Background: Ponatinib combined with hyper-CVAD for patients with Philadelphia chromosome–positive (Ph+) acute lymphoblastic leukemia (ALL) has yielded an estimated 5-year event-free survival and overall survival of 68% and 73%, respectively.^1,2 A pooled multivariate analysis of phase 1-3 data demonstrated that ponatinib dose intensity was significantly associated with increased incidence of adverse effects (AEs), including arterial occlusive events.³ The combination of ponatinib and azole antifungals or other strong CYPA4 inhibitors may increase the risk of AEs because of increased serum levels of ponatinib.⁴ Given the necessity of azole use and the desire to increase utilization of ponatinib in this patient population, it is prudent to understand the impact of azoles on the incidence of AEs.

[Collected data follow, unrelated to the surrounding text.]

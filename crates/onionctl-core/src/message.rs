//! Control protocol framing.
//!
//! Outgoing requests are either sent verbatim ([`Request::Raw`]) or framed
//! as control protocol commands ([`Request::Formatted`]). Incoming bytes are
//! split into [`ControlMessage`]s by [`ReplyParser`], which only understands
//! the framing fields of each line:
//!
//! ```text
//! 250-version=0.4.8.9          status "250", divider '-' (more lines follow)
//! 250+config-text=             status "250", divider '+' (data block follows)
//! ControlPort 9051
//! .                            end of data block
//! 250 OK                       status "250", divider ' ' (end of message)
//! ```
//!
//! Asynchronous events use the `6xx` status class (`650 BW 1024 2048`);
//! everything else is a reply to a request.

use std::fmt;

use crate::error::{ControlError, Result};

/// Longest line accepted from the daemon, terminator included.
pub const MAX_LINE_LEN: usize = 64 * 1024;

/// Largest message accepted from the daemon, data blocks included.
pub const MAX_MESSAGE_LEN: usize = 16 * 1024 * 1024;

/// A request to write to the control connection.
#[derive(Debug, Clone, PartialEq, Eq)]
pub enum Request {
    /// A command that gets control protocol line framing applied.
    Formatted(String),
    /// Bytes written to the wire exactly as given.
    Raw(Vec<u8>),
}

impl Request {
    pub fn formatted(command: impl Into<String>) -> Self {
        Self::Formatted(command.into())
    }

    pub fn raw(bytes: impl Into<Vec<u8>>) -> Self {
        Self::Raw(bytes.into())
    }

    pub fn is_empty(&self) -> bool {
        match self {
            Self::Formatted(text) => text.is_empty(),
            Self::Raw(bytes) => bytes.is_empty(),
        }
    }

    /// The exact bytes this request puts on the wire.
    pub fn to_wire(&self) -> Vec<u8> {
        match self {
            Self::Raw(bytes) => bytes.clone(),
            Self::Formatted(text) => format_command(text).into_bytes(),
        }
    }
}

impl From<&str> for Request {
    fn from(command: &str) -> Self {
        Self::Formatted(command.to_string())
    }
}

impl From<String> for Request {
    fn from(command: String) -> Self {
        Self::Formatted(command)
    }
}

/// Apply control protocol framing to a command.
///
/// Single-line commands are CRLF terminated. Multi-line commands become a
/// `+` data command whose body ends with a lone `.`; body lines starting
/// with `.` are dot-escaped.
fn format_command(text: &str) -> String {
    let body = text
        .strip_suffix("\r\n")
        .or_else(|| text.strip_suffix('\n'))
        .unwrap_or(text);

    if !body.contains('\n') {
        return format!("{body}\r\n");
    }

    let mut lines = body.split('\n').map(|l| l.strip_suffix('\r').unwrap_or(l));
    let mut out = String::with_capacity(body.len() + 16);
    out.push('+');
    out.push_str(lines.next().unwrap_or_default());
    out.push_str("\r\n");
    for line in lines {
        if line.starts_with('.') {
            out.push('.');
        }
        out.push_str(line);
        out.push_str("\r\n");
    }
    out.push_str(".\r\n");
    out
}

/// The character following a line's status code.
#[derive(Debug, Clone, Copy, PartialEq, Eq)]
pub enum Divider {
    /// `' '` — last line of the message.
    End,
    /// `'-'` — more lines follow.
    Continue,
    /// `'+'` — a dot-terminated data block follows.
    Data,
}

impl Divider {
    fn from_byte(b: u8) -> Option<Self> {
        match b {
            b' ' => Some(Self::End),
            b'-' => Some(Self::Continue),
            b'+' => Some(Self::Data),
            _ => None,
        }
    }

    pub fn as_char(self) -> char {
        match self {
            Self::End => ' ',
            Self::Continue => '-',
            Self::Data => '+',
        }
    }
}

/// One logical line of a message. Data blocks are folded into the content
/// of the line that opened them, joined with `\n`.
#[derive(Debug, Clone, PartialEq, Eq)]
pub struct ReplyLine {
    pub status: String,
    pub divider: Divider,
    pub content: String,
}

/// A complete reply or pushed event.
#[derive(Debug, Clone, PartialEq, Eq)]
pub struct ControlMessage {
    lines: Vec<ReplyLine>,
    raw: Vec<u8>,
}

impl ControlMessage {
    /// Parse exactly one complete message from a byte buffer.
    pub fn from_bytes(bytes: &[u8]) -> Result<Self> {
        let mut parser = ReplyParser::new();
        let mut message = None;
        for line in bytes.split_inclusive(|b| *b == b'\n') {
            if message.is_some() {
                return Err(ControlError::Protocol(
                    "trailing data after end of message".to_string(),
                ));
            }
            message = parser.push_line(line)?;
        }
        message.ok_or_else(|| ControlError::Protocol("incomplete message".to_string()))
    }

    pub fn lines(&self) -> &[ReplyLine] {
        &self.lines
    }

    /// Bytes exactly as received, including terminators.
    pub fn raw(&self) -> &[u8] {
        &self.raw
    }

    /// Status code of the final line.
    pub fn status_code(&self) -> &str {
        self.lines
            .last()
            .map(|line| line.status.as_str())
            .unwrap_or_default()
    }

    /// Every line carries status `250`.
    pub fn is_ok(&self) -> bool {
        !self.lines.is_empty() && self.lines.iter().all(|line| line.status == "250")
    }

    /// The message is an asynchronous event rather than a reply.
    pub fn is_event(&self) -> bool {
        self.lines
            .first()
            .is_some_and(|line| line.status.starts_with('6'))
    }
}

impl fmt::Display for ControlMessage {
    fn fmt(&self, f: &mut fmt::Formatter<'_>) -> fmt::Result {
        for (i, line) in self.lines.iter().enumerate() {
            if i > 0 {
                f.write_str("\n")?;
            }
            f.write_str(&line.content)?;
        }
        Ok(())
    }
}

#[derive(Debug)]
struct PendingData {
    status: String,
    content: String,
}

/// Incremental parser fed one `\n`-terminated line at a time.
///
/// After an error the partial message is discarded and the parser is ready
/// for the next message.
#[derive(Debug)]
pub struct ReplyParser {
    lines: Vec<ReplyLine>,
    raw: Vec<u8>,
    data: Option<PendingData>,
    max_message_len: usize,
}

impl Default for ReplyParser {
    fn default() -> Self {
        Self::with_max_message_len(MAX_MESSAGE_LEN)
    }
}

impl ReplyParser {
    pub fn new() -> Self {
        Self::default()
    }

    /// A parser that rejects messages larger than `max` bytes.
    pub fn with_max_message_len(max: usize) -> Self {
        Self {
            lines: Vec::new(),
            raw: Vec::new(),
            data: None,
            max_message_len: max,
        }
    }

    /// Whether a message has been started but not finished.
    pub fn in_progress(&self) -> bool {
        !self.raw.is_empty()
    }

    /// Feed one line, including its terminator. Returns the message once its
    /// final line has been seen.
    pub fn push_line(&mut self, line: &[u8]) -> Result<Option<ControlMessage>> {
        match self.parse_line(line) {
            Ok(done) => Ok(done),
            Err(e) => {
                self.reset();
                Err(e)
            }
        }
    }

    fn parse_line(&mut self, line: &[u8]) -> Result<Option<ControlMessage>> {
        if self.raw.len() + line.len() > self.max_message_len {
            return Err(ControlError::Protocol(format!(
                "message longer than {} bytes",
                self.max_message_len
            )));
        }
        self.raw.extend_from_slice(line);

        let Some(body) = line.strip_suffix(b"\r\n") else {
            return Err(ControlError::Protocol(format!(
                "line not terminated with CRLF: {:?}",
                String::from_utf8_lossy(line)
            )));
        };

        if body == b"." {
            if let Some(data) = self.data.take() {
                self.lines.push(ReplyLine {
                    status: data.status,
                    divider: Divider::Data,
                    content: data.content,
                });
                return Ok(None);
            }
        }

        if let Some(data) = self.data.as_mut() {
            // ".." at the start of a data line is an escaped "."
            let unescaped = body.strip_prefix(b".").filter(|rest| rest.starts_with(b"."));
            data.content.push('\n');
            data.content
                .push_str(&String::from_utf8_lossy(unescaped.unwrap_or(body)));
            return Ok(None);
        }

        if body.len() < 4 {
            return Err(ControlError::Protocol(format!(
                "line too short: {:?}",
                String::from_utf8_lossy(body)
            )));
        }

        let (status, rest) = body.split_at(3);
        if !status.iter().all(u8::is_ascii_digit) {
            return Err(ControlError::Protocol(format!(
                "invalid status code: {:?}",
                String::from_utf8_lossy(status)
            )));
        }
        let status = String::from_utf8_lossy(status).into_owned();
        let divider = Divider::from_byte(rest[0]).ok_or_else(|| {
            ControlError::Protocol(format!("unrecognized divider {:?}", rest[0] as char))
        })?;
        let content = String::from_utf8_lossy(&rest[1..]).into_owned();

        match divider {
            Divider::Continue => {
                self.lines.push(ReplyLine {
                    status,
                    divider,
                    content,
                });
                Ok(None)
            }
            Divider::Data => {
                self.data = Some(PendingData { status, content });
                Ok(None)
            }
            Divider::End => {
                self.lines.push(ReplyLine {
                    status,
                    divider,
                    content,
                });
                Ok(Some(ControlMessage {
                    lines: std::mem::take(&mut self.lines),
                    raw: std::mem::take(&mut self.raw),
                }))
            }
        }
    }

    /// Drop any partially parsed message.
    pub(crate) fn reset(&mut self) {
        self.lines.clear();
        self.raw.clear();
        self.data = None;
    }
}

#[cfg(test)]
mod tests {
    use super::*;
    use pretty_assertions::assert_eq;

    #[test]
    fn test_format_single_line() {
        assert_eq!(Request::from("GETINFO version").to_wire(), b"GETINFO version\r\n");
        assert_eq!(Request::from("SIGNAL NEWNYM\r\n").to_wire(), b"SIGNAL NEWNYM\r\n");
        assert_eq!(Request::from("SIGNAL NEWNYM\n").to_wire(), b"SIGNAL NEWNYM\r\n");
    }

    #[test]
    fn test_format_multi_line() {
        let request = Request::formatted("LOADCONF\nSocksPort 9050\n.hidden\nLog notice");
        assert_eq!(
            String::from_utf8(request.to_wire()).unwrap(),
            "+LOADCONF\r\nSocksPort 9050\r\n..hidden\r\nLog notice\r\n.\r\n"
        );
    }

    #[test]
    fn test_format_multi_line_crlf_input() {
        let request = Request::formatted("LOADCONF\r\nSocksPort 9050\r\n");
        assert_eq!(
            String::from_utf8(request.to_wire()).unwrap(),
            "+LOADCONF\r\nSocksPort 9050\r\n.\r\n"
        );
    }

    #[test]
    fn test_raw_is_verbatim() {
        let request = Request::raw(b"PROTOCOLINFO".to_vec());
        assert_eq!(request.to_wire(), b"PROTOCOLINFO");
        assert!(!request.is_empty());
        assert!(Request::raw(Vec::new()).is_empty());
        assert!(Request::formatted("").is_empty());
    }

    #[test]
    fn test_parse_single_line_reply() {
        let msg = ControlMessage::from_bytes(b"250 OK\r\n").unwrap();
        assert!(msg.is_ok());
        assert!(!msg.is_event());
        assert_eq!(msg.status_code(), "250");
        assert_eq!(msg.to_string(), "OK");
        assert_eq!(msg.raw(), b"250 OK\r\n");
    }

    #[test]
    fn test_parse_multi_line_reply() {
        let raw = b"250-version=0.4.8.9\r\n250-config-file=/etc/tor/torrc\r\n250 OK\r\n";
        let msg = ControlMessage::from_bytes(raw).unwrap();
        assert_eq!(msg.lines().len(), 3);
        assert_eq!(msg.lines()[0].divider, Divider::Continue);
        assert_eq!(msg.lines()[0].content, "version=0.4.8.9");
        assert_eq!(msg.lines()[2].divider, Divider::End);
        assert!(msg.is_ok());
    }

    #[test]
    fn test_parse_data_block() {
        let raw = b"250+config-text=\r\nControlPort 9051\r\n..dotted\r\n.\r\n250 OK\r\n";
        let msg = ControlMessage::from_bytes(raw).unwrap();
        assert_eq!(msg.lines().len(), 2);
        assert_eq!(msg.lines()[0].divider, Divider::Data);
        assert_eq!(
            msg.lines()[0].content,
            "config-text=\nControlPort 9051\n.dotted"
        );
        assert_eq!(msg.raw(), raw);
    }

    #[test]
    fn test_parse_event() {
        let msg = ControlMessage::from_bytes(b"650 BW 1024 2048\r\n").unwrap();
        assert!(msg.is_event());
        assert!(!msg.is_ok());
        assert_eq!(msg.status_code(), "650");
    }

    #[test]
    fn test_parse_error_reply() {
        let msg = ControlMessage::from_bytes(b"552 Unrecognized key \"foo\"\r\n").unwrap();
        assert!(!msg.is_ok());
        assert!(!msg.is_event());
        assert_eq!(msg.status_code(), "552");
    }

    #[test]
    fn test_rejects_malformed_lines() {
        for raw in [
            &b"250 OK\n"[..],
            b"25\r\n",
            b"2x0 OK\r\n",
            b"250*OK\r\n",
        ] {
            assert!(
                matches!(ControlMessage::from_bytes(raw), Err(ControlError::Protocol(_))),
                "accepted {:?}",
                String::from_utf8_lossy(raw)
            );
        }
    }

    #[test]
    fn test_rejects_incomplete_and_trailing() {
        assert!(ControlMessage::from_bytes(b"250-partial\r\n").is_err());
        assert!(ControlMessage::from_bytes(b"250 OK\r\n250 OK\r\n").is_err());
        assert!(ControlMessage::from_bytes(b"").is_err());
    }

    #[test]
    fn test_parser_recovers_after_error() {
        let mut parser = ReplyParser::new();
        assert!(parser.push_line(b"250-first\r\n").unwrap().is_none());
        assert!(parser.in_progress());
        assert!(parser.push_line(b"garbage\r\n").is_err());
        assert!(!parser.in_progress());

        let msg = parser.push_line(b"250 OK\r\n").unwrap().unwrap();
        assert_eq!(msg.lines().len(), 1);
        assert_eq!(msg.raw(), b"250 OK\r\n");
    }

    #[test]
    fn test_unterminated_data_block_is_capped() {
        let mut parser = ReplyParser::with_max_message_len(64);
        assert!(parser.push_line(b"250+config-text=\r\n").unwrap().is_none());
        assert!(parser.push_line(b"SocksPort 9050\r\n").unwrap().is_none());

        let mut overflowed = false;
        for _ in 0..8 {
            if let Err(e) = parser.push_line(b"ControlPort 9051\r\n") {
                assert!(matches!(e, ControlError::Protocol(_)));
                overflowed = true;
                break;
            }
        }
        assert!(overflowed);
        assert!(!parser.in_progress());

        let msg = parser.push_line(b"250 OK\r\n").unwrap().unwrap();
        assert!(msg.is_ok());
    }
}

Objectives: To describe the incidence and severity of AEs, specifically the composite measure of arterial and venous occlusive events (AVOEs), in patients with Ph+ ALL or chronic myelogenous leukemia (CML) in lymphoid blast crisis (BC) who received ponatinib, with or without azoles or other strong CYP3A4 inhibitors. Secondary end points include time of onset of AEs.

Methods: This retrospective cohort study included newly diagnosed adults (≥18 years) with Ph+ ALL or CML-BC who received treatment with a ponatinib-based regimen at the University of Texas MD Anderson Cancer Center from March 6, 2016, to January 1, 2020. Patients with less than 12 months of follow-up were excluded. Pertinent medical history, laboratory studies, chemotherapy treatments, risk factors for AVOEs, and concomitant medications were collected from the electronic medical records. The results are reported using descriptive statistics.

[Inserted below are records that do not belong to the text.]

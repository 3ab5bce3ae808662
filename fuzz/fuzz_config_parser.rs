//! Fuzz target for the TOML configuration parser.
//!
//! Run with: cargo +nightly fuzz run fuzz_config_parser
//!
//! Feeds arbitrary text to `AppConfig::parse()`, covering the tagged
//! endpoint table and its validation.

#![no_main]

use libfuzzer_sys::fuzz_target;

fuzz_target!(|data: &[u8]| {
    if let Ok(s) = std::str::from_utf8(data) {
        if let Ok(config) = onionctl_config::AppConfig::parse(s) {
            // Anything that parsed must also render.
            let _ = config.control.to_string();
        }
    }
});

Results: A total of 53 patients received ponatinib in combination with intensive (N = 39; 74%) or low-intensity chemotherapy (N = 14; 26%) for the treatment of newly diagnosed Ph+ ALL (N = 47; 89%) or CML-BC (N = 6; 11%). A total of 48 (91%) patients received a concomitant azole. Twenty-six (49%) patients had at least 1 grade 3 AE that was possibly related to ponatinib, after a median of 52 days of treatment, at a median dose of 30 mg of ponatinib. In addition, 8 (15%) patients had an occlusive event after a median of 86 days of treatment. Among these patients, 4 (50%) received an azole at the time of the event (ie, 2 received posaconazole, 1 isavuconazole, 1 fluconazole). One patient had both a venous and an arterial occlusive event.

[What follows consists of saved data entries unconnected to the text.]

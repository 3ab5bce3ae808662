//! Event reader tests: events and replies sharing one connection.

use std::sync::Arc;
use std::time::Duration;

use onionctl_core::{BaseController, ControlError, ControlMessage, EventReader};
use onionctl_test_utils::config::TestConfigBuilder;
use onionctl_test_utils::tracing_setup::init_test_tracing;
use onionctl_test_utils::{FakeDaemon, LogCapture};
use pretty_assertions::assert_eq;
use tokio::sync::mpsc;
use tracing::Level;

async fn connected(daemon: &FakeDaemon) -> Arc<BaseController> {
    init_test_tracing();
    let config = TestConfigBuilder::new()
        .endpoint(daemon.endpoint().clone())
        .reply_queue(4)
        .build();
    let controller = BaseController::from_config(&config).unwrap();
    controller.connect().await.unwrap();
    controller
}

fn channel_reader(
    controller: Arc<BaseController>,
) -> (EventReader, mpsc::UnboundedReceiver<ControlMessage>) {
    let (tx, rx) = mpsc::unbounded_channel();
    let reader = EventReader::spawn(
        controller,
        move |event: ControlMessage| {
            let _ = tx.send(event);
        },
        &TestConfigBuilder::new().build().reader,
    );
    (reader, rx)
}

async fn next_event(events: &mut mpsc::UnboundedReceiver<ControlMessage>) -> ControlMessage {
    tokio::time::timeout(Duration::from_secs(5), events.recv())
        .await
        .expect("no event within five seconds")
        .expect("event handler dropped")
}

#[tokio::test]
async fn reply_goes_to_msg_and_events_to_handler() {
    let mut daemon = FakeDaemon::unix().await;
    let controller = connected(&daemon).await;
    let (reader, mut events) = channel_reader(controller);

    let (reply, ()) = tokio::join!(reader.msg("GETINFO version"), async {
        assert_eq!(daemon.next_request().await.unwrap(), "GETINFO version");
        daemon.push("650 BW 1024 2048\r\n");
        daemon.push("250-version=0.4.8.9\r\n250 OK\r\n");
        daemon.push("650 BW 10 20\r\n");
    });

    let reply = reply.unwrap();
    assert!(reply.is_ok());
    assert_eq!(reply.lines()[0].content, "version=0.4.8.9");

    assert_eq!(next_event(&mut events).await.to_string(), "BW 1024 2048");
    assert_eq!(next_event(&mut events).await.to_string(), "BW 10 20");
}

#[tokio::test]
async fn error_reply_is_returned_not_raised() {
    let mut daemon = FakeDaemon::tcp().await;
    let controller = connected(&daemon).await;
    let (reader, _events) = channel_reader(controller);

    let (reply, ()) = tokio::join!(reader.msg("GETINFO nonsense"), async {
        daemon.next_request().await.unwrap();
        daemon.push("552 Unrecognized key \"nonsense\"\r\n");
    });

    let reply = reply.unwrap();
    assert!(!reply.is_ok());
    assert_eq!(reply.status_code(), "552");
}

#[tokio::test]
async fn concurrent_msgs_pair_with_their_replies() {
    let mut daemon = FakeDaemon::unix().await;
    let controller = connected(&daemon).await;
    let (reader, _events) = channel_reader(controller);
    let reader = Arc::new(reader);

    let first = tokio::spawn({
        let reader = Arc::clone(&reader);
        async move { reader.msg("GETINFO alpha").await }
    });
    let second = tokio::spawn({
        let reader = Arc::clone(&reader);
        async move { reader.msg("GETINFO beta").await }
    });

    for _ in 0..2 {
        let request = daemon.next_request().await.unwrap();
        let key = request.trim_start_matches("GETINFO ");
        daemon.push(&format!("250-{key}=1\r\n250 OK\r\n"));
    }

    let first = first.await.unwrap().unwrap();
    let second = second.await.unwrap().unwrap();
    assert_eq!(first.lines()[0].content, "alpha=1");
    assert_eq!(second.lines()[0].content, "beta=1");
}

#[tokio::test]
async fn msg_fails_when_connection_drops() {
    let mut daemon = FakeDaemon::unix().await;
    let controller = connected(&daemon).await;
    let (reader, _events) = channel_reader(controller);

    let (reply, ()) = tokio::join!(reader.msg("GETINFO version"), async {
        daemon.next_request().await.unwrap();
        daemon.hang_up();
    });

    assert!(matches!(reply, Err(ControlError::ConnectionClosed)));
    assert!(!reader.controller().is_alive());

    tokio::time::timeout(Duration::from_secs(5), async {
        while reader.is_running() {
            tokio::time::sleep(Duration::from_millis(10)).await;
        }
    })
    .await
    .expect("receive loop kept running after hangup");
}

#[tokio::test]
async fn msg_on_closed_controller_fails_fast() {
    let daemon = FakeDaemon::unix().await;
    let controller = connected(&daemon).await;
    controller.close().await;
    let (reader, _events) = channel_reader(controller);

    assert!(matches!(
        reader.msg("GETINFO version").await,
        Err(ControlError::ConnectionClosed)
    ));
}

#[tokio::test]
async fn malformed_message_is_skipped() {
    let capture = LogCapture::new(64);
    let _guard = capture.set_default();

    let mut daemon = FakeDaemon::unix().await;
    let controller = connected(&daemon).await;
    let (reader, _events) = channel_reader(controller);

    let (reply, ()) = tokio::join!(reader.msg("GETINFO version"), async {
        daemon.next_request().await.unwrap();
        daemon.push("garbage\r\n");
        daemon.push("250 OK\r\n");
    });

    assert!(reply.unwrap().is_ok());
    assert!(reader.is_running());
    assert!(capture.contains(Level::WARN, "skipping malformed control message"));
}

#[tokio::test]
async fn unsolicited_reply_is_discarded() {
    let mut daemon = FakeDaemon::unix().await;
    let controller = connected(&daemon).await;
    let (reader, mut events) = channel_reader(controller);

    // An event pushed after the stray reply proves the loop has queued it.
    daemon.push("250 stray\r\n650 NOTICE marker\r\n");
    assert_eq!(next_event(&mut events).await.to_string(), "NOTICE marker");

    let (reply, ()) = tokio::join!(reader.msg("GETINFO version"), async {
        daemon.next_request().await.unwrap();
        daemon.push("250-version=0.4.8.9\r\n250 OK\r\n");
    });
    assert_eq!(reply.unwrap().lines()[0].content, "version=0.4.8.9");
}

#[tokio::test]
async fn panicking_handler_keeps_loop_alive() {
    let mut daemon = FakeDaemon::unix().await;
    let controller = connected(&daemon).await;
    let reader = EventReader::spawn(
        controller,
        |event: ControlMessage| {
            if event.to_string().contains("boom") {
                panic!("handler exploded");
            }
        },
        &TestConfigBuilder::new().build().reader,
    );

    daemon.push("650 boom\r\n");
    let (reply, ()) = tokio::join!(reader.msg("GETINFO version"), async {
        daemon.next_request().await.unwrap();
        daemon.push("250 OK\r\n");
    });

    assert!(reply.unwrap().is_ok());
    assert!(reader.is_running());
}

#[tokio::test]
async fn shutdown_stops_loop_but_not_connection() {
    let daemon = FakeDaemon::unix().await;
    let controller = connected(&daemon).await;
    let (reader, _events) = channel_reader(Arc::clone(&controller));
    assert!(reader.is_running());

    reader.shutdown();
    tokio::time::timeout(Duration::from_secs(5), async {
        while reader.is_running() {
            tokio::task::yield_now().await;
        }
    })
    .await
    .unwrap();

    assert!(controller.is_alive());
    daemon.push("250 OK\r\n");
    assert!(controller.recv().await.unwrap().is_ok());
}

#[tokio::test]
async fn cancelled_msg_reply_is_not_handed_to_next_caller() {
    let mut daemon = FakeDaemon::unix().await;
    let controller = connected(&daemon).await;
    let (reader, _events) = channel_reader(controller);

    let abandoned =
        tokio::time::timeout(Duration::from_millis(50), reader.msg("GETINFO first")).await;
    assert!(abandoned.is_err());
    assert_eq!(daemon.next_request().await.unwrap(), "GETINFO first");

    let (reply, ()) = tokio::join!(reader.msg("GETINFO second"), async {
        assert_eq!(daemon.next_request().await.unwrap(), "GETINFO second");
        daemon.push("250 first\r\n");
        daemon.push("250 second\r\n");
    });
    assert_eq!(reply.unwrap().to_string(), "second");
}

#[tokio::test]
async fn queued_reply_to_cancelled_msg_is_skipped() {
    let mut daemon = FakeDaemon::unix().await;
    let controller = connected(&daemon).await;
    let (reader, mut events) = channel_reader(controller);

    let abandoned =
        tokio::time::timeout(Duration::from_millis(50), reader.msg("GETINFO first")).await;
    assert!(abandoned.is_err());
    assert_eq!(daemon.next_request().await.unwrap(), "GETINFO first");

    daemon.push("250 first\r\n650 NOTICE marker\r\n");
    assert_eq!(next_event(&mut events).await.to_string(), "NOTICE marker");

    let (reply, ()) = tokio::join!(reader.msg("GETINFO second"), async {
        daemon.next_request().await.unwrap();
        daemon.push("250 second\r\n");
    });
    assert_eq!(reply.unwrap().to_string(), "second");

    // The count is back to zero: the next reply belongs to the next caller.
    let (reply, ()) = tokio::join!(reader.msg("GETINFO third"), async {
        daemon.next_request().await.unwrap();
        daemon.push("250 third\r\n");
    });
    assert_eq!(reply.unwrap().to_string(), "third");
}

#[tokio::test]
async fn reader_does_not_outlive_its_connection() {
    let mut daemon = FakeDaemon::unix().await;
    let controller = connected(&daemon).await;
    let (reader, _events) = channel_reader(Arc::clone(&controller));

    controller.close().await;
    tokio::time::timeout(Duration::from_secs(5), async {
        while reader.is_running() {
            tokio::time::sleep(Duration::from_millis(10)).await;
        }
    })
    .await
    .expect("receive loop kept running after close");
    controller.connect().await.unwrap();

    assert!(matches!(
        reader.msg("SIGNAL NEWNYM").await,
        Err(ControlError::ConnectionClosed)
    ));
    assert!(controller.is_alive());

    // Nothing was written for the refused request.
    controller.send("GETINFO version").await.unwrap();
    assert_eq!(daemon.next_request().await.unwrap(), "GETINFO version");

    let (fresh, _events) = channel_reader(controller);
    let (reply, ()) = tokio::join!(fresh.msg("SIGNAL NEWNYM"), async {
        assert_eq!(daemon.next_request().await.unwrap(), "SIGNAL NEWNYM");
        daemon.push("250 OK\r\n");
    });
    assert!(reply.unwrap().is_ok());
}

Conclusion: The rate of venous occlusive events in this cohort is similar to rates reported with ponatinib monotherapy and does not appear to be increased in patients receiving concomitant azoles. Further analysis of the impact of concomitant non-azole CYP3A4 inhibitors and pharmacologic thromboprophylaxis on these outcomes is ongoing.

1. Jabbour E, Short NJ, Ravandi F, et al. Combination of hyper-CVAD with ponatinib as first-line therapy for patients with Philadelphia chromosome-positive acute lymphoblastic leukaemia: long-term follow-up of a single-centre, phase 2 study. Lancet Haematol. 2018;5:e618-e627.
2. Short NJ, Kantarjian HM, Ravandi F, et al. Long-term safety and efficacy of hyper-CVAD plus ponatinib as frontline therapy for adults with Philadelphia chromosome-positive acute lymphoblastic leukemia. Blood. 2019;134(suppls 1):283.
3. Dorer DJ, Knickerbocker RK, Baccarani M, et al. Impact of dose intensity of ponatinib on selected adverse events: multivariate analyses from a pooled population of clinical trial patients. Leuk Res. 2016;48:84-91.
4. Narasimhan NI, Dorer DJ, Niland K, et al. Effects of ketoconazole on the pharmacokinetics of ponatinib in healthy subjects. . 2013;53:974-981.